The potential of these cells can be demonstrated by articles[39] describing the generation of airway and parenchymal epithelium
in vitro. There have been concerns, however, with the potential for malignant transformation and immune rejection in hosts. Furthermore,
research with these cells involves the destruction of an embryo, and as such has met with moral and ethical objections. There is also
a strong political input particularly in America, where there remain substantial prohibitions on the use of embryonic stem cells.

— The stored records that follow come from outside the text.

// Copyright 2016 Mozilla Foundation
//
// Licensed under the Apache License, Version 2.0 (the "License");
// you may not use this file except in compliance with the License.
// You may obtain a copy of the License at
//
//     http://www.apache.org/licenses/LICENSE-2.0
//
// Unless required by applicable law or agreed to in writing, software
// distributed under the License is distributed on an "AS IS" BASIS,
// WITHOUT WARRANTIES OR CONDITIONS OF ANY KIND, either express or implied.
// See the License for the specific language governing permissions and
// limitations under the License.

//! A stable, streaming 256-bit digest used for cache keys, manifest hashes,
//! and include-set fingerprints.

use byteorder::{BigEndian, WriteBytesExt};
use filetime::FileTime;
use ring::digest;
use std::fs::{self, File};
use std::hash::Hasher;
use std::io::{self, Read, Write};
use std::path::Path;

use errors::*;

const BUFFER_SIZE: usize = 64 * 1024;

/// A streaming SHA-256 digest with a `std::hash::Hasher`-compatible
/// `write` so it can double as the backing store for `HashToDigest`.
pub struct Digest {
    ctx: digest::Context,
}

impl Digest {
    pub fn new() -> Digest {
        Digest { ctx: digest::Context::new(&digest::SHA256) }
    }

    pub fn update(&mut self, bytes: &[u8]) {
        self.ctx.update(bytes);
    }

    /// Length-prefixes `bytes` before feeding it in, so that callers can
    /// safely concatenate several hashed components without ambiguity
    /// (`"ab" || "c"` and `"a" || "bc"` must not collide).
    pub fn update_framed(&mut self, bytes: &[u8]) {
        let mut len = [0u8; 8];
        (&mut len[..]).write_u64::<BigEndian>(bytes.len() as u64).unwrap();
        self.ctx.update(&len);
        self.ctx.update(bytes);
    }

    pub fn finish(self) -> String {
        let digest = self.ctx.finish();
        hex(digest.as_ref())
    }

    /// Hash the contents of a file, streaming it in fixed-size blocks.
    pub fn file<P: AsRef<Path>>(path: P) -> Result<String> {
        let mut f = File::open(path)?;
        let mut m = Digest::new();
        let mut buffer = [0; BUFFER_SIZE];
        loop {
            let count = f.read(&mut buffer)?;
            if count == 0 {
                break;
            }
            m.update(&buffer[..count]);
        }
        Ok(m.finish())
    }

    /// Hash a tuple of byte strings as length-prefixed components, so the
    /// result depends on both the content and the boundaries between
    /// components.
    pub fn tuple(parts: &[&[u8]]) -> String {
        let mut m = Digest::new();
        for part in parts {
            m.update_framed(part);
        }
        m.finish()
    }
}

/// A stable identifier for the compiler executable: its file size and
/// modification timestamp (spec.md §3), not its content. The cache key's
/// compiler-identity component only needs to notice a compiler upgrade,
/// not fingerprint the binary, so this avoids hashing the (often large)
/// `cl.exe`/toolset DLLs on every invocation.
pub fn compiler_identity<P: AsRef<Path>>(path: P) -> Result<String> {
    let metadata = fs::metadata(path.as_ref())
        .chain_err(|| format!("could not stat compiler executable {}", path.as_ref().display()))?;
    let size = metadata.len();
    let mtime = FileTime::from_last_modification_time(&metadata).seconds();

    let mut size_bytes = [0u8; 8];
    (&mut size_bytes[..]).write_u64::<BigEndian>(size).unwrap();
    let mut mtime_bytes = [0u8; 8];
    (&mut mtime_bytes[..]).write_i64::<BigEndian>(mtime).unwrap();

    Ok(Digest::tuple(&[&size_bytes[..], &mtime_bytes[..]]))
}

impl Write for Digest {
    fn write(&mut self, bytes: &[u8]) -> io::Result<usize> {
        self.update(bytes);
        Ok(bytes.len())
    }
    fn flush(&mut self) -> io::Result<()> {
        Ok(())
    }
}

fn hex(bytes: &[u8]) -> String {
    let mut s = String::with_capacity(bytes.len() * 2);
    for b in bytes {
        s.push_str(&format!("{:02x}", b));
    }
    s
}

/// Adapts a `Digest` to the `std::hash::Hasher` trait so that `OsStr`,
/// `String`, and other `Hash` implementors can be fed into it directly via
/// `value.hash(&mut HashToDigest { digest: &mut m })`.
pub struct HashToDigest<'a> {
    pub digest: &'a mut Digest,
}

impl<'a> Hasher for HashToDigest<'a> {
    fn finish(&self) -> u64 {
        panic!("HashToDigest doesn't support finish()");
    }
    fn write(&mut self, bytes: &[u8]) {
        self.digest.update(bytes);
    }
}

#[cfg(test)]
mod test {
    use super::*;

    #[test]
    fn test_update_framed_avoids_prefix_collision() {
        let a = Digest::tuple(&[b"ab", b"c"]);
        let b = Digest::tuple(&[b"a", b"bc"]);
        assert_ne!(a, b);
    }

    #[test]
    fn test_digest_is_stable() {
        let mut m1 = Digest::new();
        m1.update(b"hello world");
        let mut m2 = Digest::new();
        m2.update(b"hello world");
        assert_eq!(m1.finish(), m2.finish());
    }

    #[test]
    fn test_digest_is_64_hex_chars() {
        let mut m = Digest::new();
        m.update(b"anything");
        assert_eq!(64, m.finish().len());
    }

    #[test]
    fn test_compiler_identity_stable_for_unchanged_file() {
        let dir = ::tempdir::TempDir::new("clcache-test").unwrap();
        let path = dir.path().join("cl.exe");
        ::std::fs::write(&path, b"not a real compiler").unwrap();
        let a = compiler_identity(&path).unwrap();
        let b = compiler_identity(&path).unwrap();
        assert_eq!(a, b);
    }

    #[test]
    fn test_compiler_identity_changes_with_size() {
        let dir = ::tempdir::TempDir::new("clcache-test").unwrap();
        let path = dir.path().join("cl.exe");
        ::std::fs::write(&path, b"short").unwrap();
        let short = compiler_identity(&path).unwrap();
        ::std::fs::write(&path, b"a much longer replacement").unwrap();
        let long = compiler_identity(&path).unwrap();
        assert_ne!(short, long);
    }
}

Benchside to Bedside and Back Again
Successful cellular or genetic therapy with stem cells will require specific targeting to the appropriate site and long-term
engraftment. Expression of the correct phenotype and function and expression of manipulated genes will also need to be tightly
controlled, and there will need to be a lack of malignant transformation in these treatments. Importantly, an appreciation of the most appropriate stem cell type to be transplanted will be needed. There is great excitement and potential with these therapies, but at present the field is littered with controversies and questions (Fig 1) . Although we are some way off from clinical trials with bone marrow stem cells in parenchymal lung disease until some of the above issues are clarified, such is the promise of this therapy that it has already been used in human cardiac trials. Clinical trials[41] in cardiology have demonstrated the feasibility and safety of administering progenitor cells derived from autologous bone marrow to the myocardium of patients with ischemic heart disease. The few controlled trials that have been completed show a tendency to improved heart function in transplanted patients both in the acute infarcted heart, and in those with chronic ischemic heart failure.[41] Nevertheless, in view of the above uncertainties, significant concern has been raised as regards the wisdom of clinical trials at present. Although
stem cell therapy in the lung has great promise, further basic science research is needed before this treatment can be confidently
moved to the bedside.
Conclusion
There is evidence that bone marrow-derived stem cells are able to target areas of the body undergoing injury and contribute to repair.
The exact mechanisms are not wholly understood, and different cell species may have different roles in certain situations.
Nevertheless, this basic science research is likely to open up new and exciting avenues of pharmacologic, cellular, and genetic
therapy for diseases in which they are greatly needed—no more so than in respiratory medicine.